Windows For Supercomputers

By on March 3, 2005 reports that Microsoft is working on a version of Windows for supercomputing environments. God help us.

Microsoft is aiming to have its first cluster version of Windows ready in time for a supercomputing conference this fall.

Software Architect Marvin Theimer said on Thursday that the company hopes to have a beta, or test version, by this summer, with the final version of Windows Server 2003 Compute Cluster Edition ready by the SC2005 supercomputing conference in November.

Let’s feed this one into my patented ‘FutureHeadline 2.0’ software:

Sasser Worm Sets New Spam Record On Government Windows Supercomputing Cluster

And, overheard in the IT department of the future?
“Well, the hotfix screwed up processing on about 5% of the nodes in our 200-node cluster, so Randy’s got to go around today, figure out which ones failed, and re-apply the patches on those from the terminals.”

Product tagline from the future?

Microsoft Pharmaceuticals Supercluster: What do you want to cure today?

OK, I’ll stop now.

Via OSNews.



  1. “So… Cray# will be the next .NET product?”

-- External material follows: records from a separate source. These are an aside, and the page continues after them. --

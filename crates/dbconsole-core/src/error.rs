//! Core error types

use thiserror::Error;

#[derive(Error, Debug)]
pub enum CoreError {
    #[error("Storage error: {0}")]
    Storage(#[from] dbconsole_storage::StorageError),

    #[error("Tab error: {0}")]
    Tab(#[from] dbconsole_tabs::TabError),

    #[error("Navigation error: {0}")]
    Navigation(#[from] dbconsole_navigation::NavigationError),

    #[error("Data viewer error: {0}")]
    DataViewer(#[from] dbconsole_data_viewer::DataViewerError),

    #[error("Serialization error: {0}")]
    Serialization(#[from] serde_json::Error),

    #[error("IO error: {0}")]
    Io(#[from] std::io::Error),

    #[error("Configuration error: {0}")]
    Config(String),
}
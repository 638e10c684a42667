//! Tab data structure

use chrono::{DateTime, Utc};
use serde::{Deserialize, Serialize};
use uuid::Uuid;

use dbconsole_navigation::NodeIdentity;
use dbconsole_storage::TabRecord;

use crate::error::TabError;
use crate::state::TabState;
use crate::Result;

/// The node an object viewer tab was opened for
#[derive(Debug, Clone, PartialEq, Eq, Serialize, Deserialize)]
pub struct HandlerState {
    pub object_id: String,
    pub parent_id: Option<String>,
}

impl HandlerState {
    pub fn node_identity(&self) -> NodeIdentity {
        NodeIdentity::new(self.object_id.clone(), self.parent_id.clone())
    }
}

#[derive(Debug, Clone, Serialize, Deserialize)]
pub struct Tab {
    /// Unique identifier
    pub id: String,
    /// Page currently shown in the tab
    pub page_key: String,
    pub handler_state: HandlerState,
    /// Current state in the state machine
    pub state: TabState,
    /// Position in the tab strip
    pub position: i64,
    pub created_at: DateTime<Utc>,
    pub updated_at: DateTime<Utc>,
    pub last_selected_at: Option<DateTime<Utc>>,
}

impl Tab {
    pub fn new(page_key: String, object_id: String, parent_id: Option<String>) -> Result<Self> {
        if object_id.is_empty() {
            return Err(TabError::InvalidObject(
                "object id cannot be empty".to_string(),
            ));
        }

        let now = Utc::now();

        Ok(Self {
            id: Uuid::new_v4().to_string(),
            page_key,
            handler_state: HandlerState {
                object_id,
                parent_id,
            },
            state: TabState::Background,
            position: 0,
            created_at: now,
            updated_at: now,
            last_selected_at: None,
        })
    }

    /// Attempt to transition to a new state
    pub fn transition_to(&mut self, new_state: TabState) -> Result<()> {
        if !self.state.can_transition_to(new_state) {
            return Err(TabError::InvalidTransition {
                from: self.state.to_string(),
                to: new_state.to_string(),
            });
        }

        tracing::debug!(
            tab_id = %self.id,
            from = %self.state,
            to = %new_state,
            "Tab state transition"
        );

        self.state = new_state;
        self.updated_at = Utc::now();

        if new_state == TabState::Active {
            self.last_selected_at = Some(self.updated_at);
        }

        Ok(())
    }

    /// Mark tab as selected
    pub fn activate(&mut self) -> Result<()> {
        self.transition_to(TabState::Active)
    }

    pub fn blur(&mut self) -> Result<()> {
        if self.state == TabState::Active {
            self.transition_to(TabState::Background)
        } else {
            Ok(())
        }
    }

    /// Page accepted the persisted tab
    pub fn mark_restored(&mut self) -> Result<()> {
        if self.state == TabState::Unloaded {
            self.transition_to(TabState::Background)
        } else {
            Ok(())
        }
    }

    pub fn switch_page(&mut self, page_key: String) {
        self.page_key = page_key;
        self.updated_at = Utc::now();
    }

    pub fn object_id(&self) -> &str {
        &self.handler_state.object_id
    }

    pub(crate) fn to_record(&self) -> TabRecord {
        TabRecord {
            id: self.id.clone(),
            page_key: self.page_key.clone(),
            object_id: self.handler_state.object_id.clone(),
            parent_id: self.handler_state.parent_id.clone(),
            position: self.position,
            created_at: self.created_at,
            updated_at: self.updated_at,
            last_selected_at: self.last_selected_at,
        }
    }
}

/// Persisted tabs come back unloaded until a page accepts them
impl From<TabRecord> for Tab {
    fn from(record: TabRecord) -> Self {
        Self {
            id: record.id,
            page_key: record.page_key,
            handler_state: HandlerState {
                object_id: record.object_id,
                parent_id: record.parent_id,
            },
            state: TabState::Unloaded,
            position: record.position,
            created_at: record.created_at,
            updated_at: record.updated_at,
            last_selected_at: record.last_selected_at,
        }
    }
}
//! Console database handle

use chrono::Utc;
use parking_lot::Mutex;
use rusqlite::{Connection, OptionalExtension};
use std::path::Path;
use std::sync::Arc;

use crate::migrations::run_migrations;
use crate::Result;

/// Shared handle to the console database. Clones use the same connection.
pub struct Database {
    conn: Arc<Mutex<Connection>>,
}

impl Database {
    pub fn open<P: AsRef<Path>>(path: P) -> Result<Self> {
        let conn = Connection::open(path.as_ref())?;
        let _: String =
            conn.pragma_update_and_check(None, "journal_mode", "WAL", |row| row.get(0))?;

        tracing::debug!(path = %path.as_ref().display(), "Opened console database");
        Self::from_connection(conn)
    }

    pub fn open_in_memory() -> Result<Self> {
        Self::from_connection(Connection::open_in_memory()?)
    }

    fn from_connection(conn: Connection) -> Result<Self> {
        run_migrations(&conn)?;
        Ok(Self {
            conn: Arc::new(Mutex::new(conn)),
        })
    }

    pub(crate) fn with_connection<F, T>(&self, f: F) -> Result<T>
    where
        F: FnOnce(&Connection) -> Result<T>,
    {
        let conn = self.conn.lock();
        f(&conn)
    }

    pub fn get_setting(&self, key: &str) -> Result<Option<String>> {
        self.with_connection(|conn| {
            Ok(conn
                .query_row("SELECT value FROM settings WHERE key = ?1", [key], |row| {
                    row.get(0)
                })
                .optional()?)
        })
    }

    pub fn set_setting(&self, key: &str, value: &str) -> Result<()> {
        self.with_connection(|conn| {
            conn.execute(
                "INSERT OR REPLACE INTO settings (key, value, updated_at) VALUES (?1, ?2, ?3)",
                rusqlite::params![key, value, Utc::now().to_rfc3339()],
            )?;
            Ok(())
        })
    }

    pub fn remove_setting(&self, key: &str) -> Result<()> {
        self.with_connection(|conn| {
            conn.execute("DELETE FROM settings WHERE key = ?1", [key])?;
            Ok(())
        })
    }
}

impl Clone for Database {
    fn clone(&self) -> Self {
        Self {
            conn: Arc::clone(&self.conn),
        }
    }
}
//! Navigation error types

use thiserror::Error;

#[derive(Error, Debug)]
pub enum NavigationError {
    #[error("Node not found: {0}")]
    NodeNotFound(String),

    #[error("Navigation context is missing {0}")]
    MissingContext(&'static str),
}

    Actually, yes. From the article:

    Theimer also outlined Microsoft’s goals for two follow-up versions. The next version of the Compute Cluster edition will extend to Microsoft’s .Net programming infrastructure, letting developers write software using the C# programming language, he said. Although such code runs more slowly than C programs running directly on Windows, writing programs in C# that run atop .Net is easier and more secure.

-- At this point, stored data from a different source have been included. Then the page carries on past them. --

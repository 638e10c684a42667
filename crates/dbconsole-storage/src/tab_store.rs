//! Persisted object viewer tabs
//!
//! One row per open tab. Only what is needed to reopen the tab is kept:
//! the page it showed, the node it was opened for and its strip position.

use chrono::{DateTime, Utc};
use rusqlite::{params, Row};

use crate::database::Database;
use crate::Result;

/// A tab as stored on disk
#[derive(Debug, Clone, PartialEq, Eq)]
pub struct TabRecord {
    pub id: String,
    pub page_key: String,
    pub object_id: String,
    pub parent_id: Option<String>,
    pub position: i64,
    pub created_at: DateTime<Utc>,
    pub updated_at: DateTime<Utc>,
    pub last_selected_at: Option<DateTime<Utc>>,
}

impl TabRecord {
    fn from_row(row: &Row<'_>) -> rusqlite::Result<Self> {
        let created_at: String = row.get(5)?;
        let updated_at: String = row.get(6)?;
        let last_selected_at: Option<String> = row.get(7)?;

        Ok(Self {
            id: row.get(0)?,
            page_key: row.get(1)?,
            object_id: row.get(2)?,
            parent_id: row.get(3)?,
            position: row.get(4)?,
            created_at: parse_timestamp(&created_at).unwrap_or_else(Utc::now),
            updated_at: parse_timestamp(&updated_at).unwrap_or_else(Utc::now),
            last_selected_at: last_selected_at.as_deref().and_then(parse_timestamp),
        })
    }
}

impl Database {
    /// Insert or overwrite a tab row
    pub fn save_tab(&self, tab: &TabRecord) -> Result<()> {
        self.with_connection(|conn| {
            conn.execute(
                "INSERT OR REPLACE INTO tabs
                 (id, page_key, object_id, parent_id, position,
                  created_at, updated_at, last_selected_at)
                 VALUES (?1, ?2, ?3, ?4, ?5, ?6, ?7, ?8)",
                params![
                    tab.id,
                    tab.page_key,
                    tab.object_id,
                    tab.parent_id,
                    tab.position,
                    tab.created_at.to_rfc3339(),
                    tab.updated_at.to_rfc3339(),
                    tab.last_selected_at.map(|t| t.to_rfc3339()),
                ],
            )?;
            Ok(())
        })
    }

    /// All persisted tabs in strip order
    pub fn load_tabs(&self) -> Result<Vec<TabRecord>> {
        self.with_connection(|conn| {
            let mut stmt = conn.prepare(
                "SELECT id, page_key, object_id, parent_id, position,
                        created_at, updated_at, last_selected_at
                 FROM tabs ORDER BY position, created_at",
            )?;

            let tabs = stmt
                .query_map([], TabRecord::from_row)?
                .collect::<rusqlite::Result<Vec<_>>>()?;
            Ok(tabs)
        })
    }

    /// Returns false when no row matched
    pub fn delete_tab(&self, tab_id: &str) -> Result<bool> {
        self.with_connection(|conn| {
            let deleted = conn.execute("DELETE FROM tabs WHERE id = ?1", [tab_id])?;
            Ok(deleted > 0)
        })
    }
}

fn parse_timestamp(value: &str) -> Option<DateTime<Utc>> {
    DateTime::parse_from_rfc3339(value)
        .map(|dt| dt.with_timezone(&Utc))
        .ok()
}

#[cfg(test)]
mod tests {
    use super::*;

    fn record(id: &str, position: i64) -> TabRecord {
        let now = Utc::now();
        TabRecord {
            id: id.to_string(),
            page_key: "data-viewer".to_string(),
            object_id: format!("database://conn1/{id}"),
            parent_id: Some("database://conn1".to_string()),
            position,
            created_at: now,
            updated_at: now,
            last_selected_at: None,
        }
    }

    #[test]
    fn test_tabs_load_in_strip_order() {
        let db = Database::open_in_memory().unwrap();
        db.save_tab(&record("t2", 1)).unwrap();
        db.save_tab(&record("t1", 0)).unwrap();

        let ids: Vec<String> = db.load_tabs().unwrap().into_iter().map(|t| t.id).collect();
        assert_eq!(ids, vec!["t1", "t2"]);
    }

    #[test]
    fn test_save_overwrites_row() {
        let db = Database::open_in_memory().unwrap();
        let mut tab = record("t1", 0);
        db.save_tab(&tab).unwrap();

        tab.page_key = "properties".to_string();
        tab.last_selected_at = Some(Utc::now());
        db.save_tab(&tab).unwrap();

        let stored = db.load_tabs().unwrap();
        assert_eq!(stored.len(), 1);
        assert_eq!(stored[0].page_key, "properties");
        assert_eq!(stored[0].parent_id.as_deref(), Some("database://conn1"));
        assert!(stored[0].last_selected_at.is_some());
    }

    #[test]
    fn test_delete_tab() {
        let db = Database::open_in_memory().unwrap();
        db.save_tab(&record("t1", 0)).unwrap();

        assert!(db.delete_tab("t1").unwrap());
        assert!(!db.delete_tab("t1").unwrap());
        assert!(db.load_tabs().unwrap().is_empty());
    }

    #[test]
    fn test_unparseable_timestamp_falls_back() {
        let db = Database::open_in_memory().unwrap();
        db.with_connection(|conn| {
            conn.execute(
                "INSERT INTO tabs (id, page_key, object_id, position, created_at, updated_at)
                 VALUES ('t1', 'data-viewer', 'database://conn1/t1', 0, 'yesterday', 'yesterday')",
                [],
            )?;
            Ok(())
        })
        .unwrap();

        let stored = db.load_tabs().unwrap();
        assert_eq!(stored[0].object_id, "database://conn1/t1");
        assert!(stored[0].parent_id.is_none());
    }
}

    Often, Theimer said, it’s more important to have a program as soon as possible than to have it running at peak performance, he said.

    “Anything that improves my development time is worth the trouble,” he said

  2. I’ve thought about this, and I cannot understand what value Windows would bring to someone doing computing of this level. I can’t think of ONE reason why you would run Windows on a big cluster like this.

    What value would it bring? The value Windows normally brings to servers are related to (1) integration with a Windows network (file shares, etc.), (2) high-level languages like .Net and such, and (3) ease of management.

    But —

    (1) You’re not going to be opening file shares on your nuclear simulator

    (2) If you’re doing weather simulations, you ain’t doing them in Visual Basic. You’re programming in C or Assembler, and why move to Windows for this?

    (3) I imagine supercomputer administration is quite different from standard server administration, and I imagine it’s very different from install to install.

    This is not a standard “Windows sucks” comment. But I would really like some legitimate input from someone why a supercomputer user would want or need Windows.